START Supplied information
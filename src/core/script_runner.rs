//! # Script Runner
//!
//! `runsql` runs one SQL source file, optionally once per value of a
//! `-F`/`-L` sequence range; `isqlline` runs one inline command.
//!
//! Each sequence iteration gets its own connection, kept open across all of
//! that iteration's batches so `use` and temp tables carry over. A failed
//! batch marks the run failed without stopping the batches after it.

use crate::{
    core::{
        context::{RunContext, changelog_statement},
        paths::{expand_ir_marker, expand_symbolic_path},
    },
    models::{CommandVariables, RunOutcome},
    system::{
        backend::{execute_once, is_batch_terminator, is_exit_command, run_batches, split_batches},
        executor::{ExecutionError, check_for_cancellation},
    },
};
use anyhow::Result;
use std::{fmt::Write as _, fs, path::PathBuf};

/// Program name recorded in the changelog for `runsql`.
const RUNSQL_PROGRAM: &str = "runsql";

/// Resolves a source reference to a file path: placeholders, `$ir`, symbolic segments.
pub fn locate_source(ctx: &RunContext<'_>, source: &str) -> PathBuf {
    let resolved = ctx.resolve_word(source.trim());
    let root = ctx.env.sql_source_root.to_string_lossy();
    expand_symbolic_path(&expand_ir_marker(&resolved, &root))
}

/// Folds an execution error into the run. Only cancellation escapes.
pub(crate) fn fold_execution_error(ctx: &mut RunContext<'_>, error: ExecutionError) -> Result<RunOutcome> {
    match error {
        ExecutionError::Cancelled => Err(error.into()),
        other => {
            ctx.report_error(&other.to_string());
            Ok(RunOutcome::failure())
        }
    }
}

/// `runsql`: runs a source file once per sequence value.
pub fn run_sql(ctx: &mut RunContext<'_>, vars: &CommandVariables) -> Result<RunOutcome> {
    if let Some(range) = vars.sequence {
        if range.first > range.last {
            ctx.report_error(&format!(
                "Invalid sequence range: first ({}) is greater than last ({}).",
                range.first, range.last
            ));
            return Ok(RunOutcome::failure());
        }
    }

    let path = locate_source(ctx, &vars.source);
    if !path.is_file() {
        ctx.report_error(&format!("Source file not found: '{}'", path.display()));
        return Ok(RunOutcome::failure());
    }
    let content = match fs::read(&path) {
        Ok(bytes) => String::from_utf8_lossy(&bytes).into_owned(),
        Err(e) => {
            ctx.report_error(&format!("Failed to read '{}': {}", path.display(), e));
            return Ok(RunOutcome::failure());
        }
    };
    log::debug!("runsql '{}' on {:?}", path.display(), vars.database);

    let audit = (vars.changelog && !ctx.env.raw_mode)
        .then(|| changelog_statement(RUNSQL_PROGRAM, &vars.command_line, &ctx.env.user));

    let iterations: Box<dyn Iterator<Item = Option<i64>>> = match vars.sequence {
        Some(range) => Box::new((range.first..=range.last).map(Some)),
        None => Box::new(std::iter::once(None)),
    };

    let mut all_ok = true;
    for sequence in iterations {
        check_for_cancellation(ctx.cancellation_token)?;
        let sql = compose_script(ctx, &content, sequence, audit.as_deref());

        if vars.preview {
            ctx.emit(&sql);
            continue;
        }

        match execute_script(ctx, &sql, vars.database.as_deref(), vars.echo_input, audit.is_some()) {
            Ok(ok) => all_ok &= ok,
            Err(e) => {
                let outcome = fold_execution_error(ctx, e)?;
                all_ok &= outcome.is_success();
            }
        }
    }

    Ok(RunOutcome::from_success(all_ok))
}

/// Audit lines, resolved source lines up to `exit`/`quit`, trailing terminator.
fn compose_script(ctx: &RunContext<'_>, content: &str, sequence: Option<i64>, audit: Option<&str>) -> String {
    let mut sql = String::with_capacity(content.len() + 128);
    if let Some(statement) = audit {
        let _ = writeln!(sql, "{}", ctx.resolve(statement, sequence));
        sql.push_str("go\n");
    }

    for line in content.lines() {
        if is_exit_command(line) {
            break;
        }
        let _ = writeln!(sql, "{}", ctx.resolve(line, sequence));
    }

    if !sql.lines().last().is_some_and(is_batch_terminator) {
        sql.push_str("go\n");
    }

    if !ctx.env.raw_mode {
        let unresolved = ctx.options.unresolved_placeholders(&sql);
        if !unresolved.is_empty() {
            log::debug!("Unresolved placeholders left as is: {}", unresolved.join(", "));
        }
    }
    sql
}

/// Runs every batch of `sql` on one connection. Returns whether all succeeded.
fn execute_script(
    ctx: &mut RunContext<'_>,
    sql: &str,
    database: Option<&str>,
    echo: bool,
    has_audit: bool,
) -> Result<bool, ExecutionError> {
    let batches = split_batches(sql);
    let backend = ctx.backend;
    let token = ctx.cancellation_token;
    let mut session = scopeguard::guard(backend.open(database)?, |session| {
        if let Err(e) = session.close() {
            log::warn!("Failed to close connection: {}", e);
        }
    });

    let results = run_batches(session.as_mut(), &batches, token, |index, batch, result| {
        if echo {
            let numbered: String = batch
                .lines()
                .enumerate()
                .map(|(n, line)| format!("{}> {}\n", n + 1, line))
                .collect();
            ctx.emit(&numbered);
        }
        match result {
            Ok(output) => ctx.emit(&output.text),
            Err(e) => ctx.report_error(&e.full_text()),
        }
        if echo && has_audit && index == 0 {
            ctx.emit("\n");
        }
    })?;

    Ok(results.iter().all(Result::is_ok))
}

/// `isqlline`: resolves and runs one inline command. Never audited.
pub fn run_inline(ctx: &mut RunContext<'_>, vars: &CommandVariables) -> Result<RunOutcome> {
    let command = ctx.resolve_word(&vars.source);
    let sql = format!("{}\ngo\n", command.trim_end());

    if vars.echo_input {
        ctx.emit(&command);
    }
    if vars.preview {
        ctx.emit(&sql);
        return Ok(RunOutcome::success());
    }

    match execute_once(ctx.backend, &sql, vars.database.as_deref(), ctx.cancellation_token) {
        Ok(outcome) => {
            ctx.emit(&outcome.output);
            if !outcome.success {
                ctx.report_error("One or more batches failed.");
            }
            Ok(RunOutcome::from_success(outcome.success))
        }
        Err(e) => fold_execution_error(ctx, e),
    }
}

#[cfg(test)]
mod tests {
    use super::*;
    use crate::models::SequenceRange;
    use crate::testing::Fixture;

    fn vars(source: &str) -> CommandVariables {
        CommandVariables {
            source: source.to_string(),
            database: Some("sbnmaster".to_string()),
            ..Default::default()
        }
    }

    #[test]
    fn test_placeholders_are_resolved_before_execution() {
        let mut fx = Fixture::new();
        let path = fx.write("sql/a.sql", "select * from &users&\ngo\n");
        let outcome = run_sql(&mut fx.ctx(), &vars(&path.to_string_lossy())).unwrap();

        assert!(outcome.is_success());
        assert_eq!(fx.backend.executed_sql(), vec!["select * from sbnmaster..users\n"]);
        assert_eq!(fx.backend.state().opened, vec![Some("sbnmaster".to_string())]);
        assert_eq!(fx.backend.state().closed, 1);
    }

    #[test]
    fn test_failed_batch_marks_run_failed_but_later_batches_run() {
        let mut fx = Fixture::new();
        fx.backend.fail_on("batch_a");
        let path = fx.write("sql/ab.sql", "exec batch_a\ngo\nexec batch_b\ngo\n");

        let outcome = run_sql(&mut fx.ctx(), &vars(&path.to_string_lossy())).unwrap();

        assert!(!outcome.is_success());
        let executed = fx.backend.executed_sql();
        assert_eq!(executed.len(), 2);
        assert!(executed[1].contains("batch_b"));
        assert!(fx.printed().contains("Error: "));
    }

    #[test]
    fn test_sequence_runs_each_value_on_its_own_connection() {
        let mut fx = Fixture::new();
        let path = fx.write("sql/seq.sql", "insert t values (@sequence@)\n");
        let mut v = vars(&path.to_string_lossy());
        v.sequence = Some(SequenceRange::new(2, 4));

        let outcome = run_sql(&mut fx.ctx(), &v).unwrap();

        assert!(outcome.is_success());
        assert_eq!(
            fx.backend.executed_sql(),
            vec!["insert t values (2)\n", "insert t values (3)\n", "insert t values (4)\n"]
        );
        assert_eq!(fx.backend.state().opened.len(), 3);
    }

    #[test]
    fn test_inverted_sequence_is_rejected() {
        let mut fx = Fixture::new();
        let path = fx.write("sql/seq.sql", "select 1\n");
        let mut v = vars(&path.to_string_lossy());
        v.sequence = Some(SequenceRange::new(5, 1));

        let outcome = run_sql(&mut fx.ctx(), &v).unwrap();
        assert!(!outcome.is_success());
        assert!(fx.backend.executed_sql().is_empty());
    }

    #[test]
    fn test_exit_line_stops_reading_the_source() {
        let mut fx = Fixture::new();
        let path = fx.write("sql/exit.sql", "select 1\ngo\nquit\nselect 2\ngo\n");
        let _ = run_sql(&mut fx.ctx(), &vars(&path.to_string_lossy())).unwrap();
        assert_eq!(fx.backend.executed_sql(), vec!["select 1\n"]);
    }

    #[test]
    fn test_changelog_is_the_first_batch_with_blank_separator_when_echoing() {
        let mut fx = Fixture::new();
        let path = fx.write("sql/a.sql", "select 1\n");
        let mut v = vars(&path.to_string_lossy());
        v.changelog = true;
        v.echo_input = true;
        v.command_line = "runsql a.sql -P secret".to_string();

        let _ = run_sql(&mut fx.ctx(), &v).unwrap();

        let executed = fx.backend.executed_sql();
        assert_eq!(executed.len(), 2);
        assert!(executed[0].contains("@program = 'RUNSQL'"));
        assert!(executed[0].contains("-P ****"));
        let printed = fx.printed();
        assert!(printed.contains("@user_name = 'sa'\nok: exec"));
        assert!(printed.contains("\n\n1> select 1\n"), "blank line separates the audit batch: {}", printed);
        assert_eq!(printed.matches("\n\n").count(), 1);
    }

    #[test]
    fn test_preview_writes_resolved_text_without_executing() {
        let mut fx = Fixture::new();
        let path = fx.write("sql/a.sql", "select * from &users&\n");
        let mut v = vars(&path.to_string_lossy());
        v.preview = true;

        let outcome = run_sql(&mut fx.ctx(), &v).unwrap();

        assert!(outcome.is_success());
        assert!(fx.backend.executed_sql().is_empty());
        assert!(fx.backend.state().opened.is_empty());
        assert_eq!(fx.printed(), "select * from sbnmaster..users\ngo\n");
    }

    #[test]
    fn test_raw_mode_runs_text_verbatim_without_audit() {
        let mut fx = Fixture::new();
        fx.env.raw_mode = true;
        let path = fx.write("sql/a.sql", "select * from &users&\n");
        let mut v = vars(&path.to_string_lossy());
        v.changelog = true;

        let _ = run_sql(&mut fx.ctx(), &v).unwrap();
        assert_eq!(fx.backend.executed_sql(), vec!["select * from &users&\n"]);
    }

    #[test]
    fn test_missing_source_is_reported_with_path() {
        let mut fx = Fixture::new();
        let outcome = run_sql(&mut fx.ctx(), &vars("/nowhere/missing.sql")).unwrap();
        assert!(!outcome.is_success());
        assert!(fx.printed().contains("/nowhere/missing.sql"));
    }

    #[test]
    fn test_ir_marker_locates_source_under_root() {
        let mut fx = Fixture::new();
        fx.write("css/x/a.sql", "select 1\n");
        let outcome = run_sql(&mut fx.ctx(), &vars("$ir>css>x>a.sql")).unwrap();
        assert!(outcome.is_success());
        assert_eq!(fx.backend.executed_sql().len(), 1);
    }

    #[test]
    fn test_cancellation_propagates() {
        let mut fx = Fixture::new();
        let path = fx.write("sql/a.sql", "select 1\n");
        fx.token.store(true, std::sync::atomic::Ordering::SeqCst);
        let result = run_sql(&mut fx.ctx(), &vars(&path.to_string_lossy()));
        assert!(result.is_err());
        assert!(fx.backend.executed_sql().is_empty());
    }

    #[test]
    fn test_huge_sequence_is_walked_lazily() {
        let mut fx = Fixture::new();
        let path = fx.write("sql/seq.sql", "select @sequence@\n");
        let mut v = vars(&path.to_string_lossy());
        v.sequence = Some(SequenceRange::new(1, i64::MAX));
        fx.token.store(true, std::sync::atomic::Ordering::SeqCst);

        let err = run_sql(&mut fx.ctx(), &v).unwrap_err();

        assert!(matches!(err.downcast_ref::<ExecutionError>(), Some(ExecutionError::Cancelled)));
        assert!(fx.backend.executed_sql().is_empty());
    }

    #[test]
    fn test_inline_command_is_resolved_and_run_once() {
        let mut fx = Fixture::new();
        let outcome = run_inline(&mut fx.ctx(), &vars("select count(*) from &users&")).unwrap();
        assert!(outcome.is_success());
        assert_eq!(fx.backend.executed_sql(), vec!["select count(*) from sbnmaster..users\n"]);
        assert_eq!(fx.backend.state().closed, 1);
    }
}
END Supplied information
_Instructions for the task_
Take the lines above from the one containing "let backend = ctx.backend;" to the one containing "n + 1, line))" and retype them exactly, both ends included, with nothing added.

_Answer to the exercise_
    let backend = ctx.backend;
    let token = ctx.cancellation_token;
    let mut session = scopeguard::guard(backend.open(database)?, |session| {
        if let Err(e) = session.close() {
            log::warn!("Failed to close connection: {}", e);
        }
    });

    let results = run_batches(session.as_mut(), &batches, token, |index, batch, result| {
        if echo {
            let numbered: String = batch
                .lines()
                .enumerate()
                .map(|(n, line)| format!("{}> {}\n", n + 1, line))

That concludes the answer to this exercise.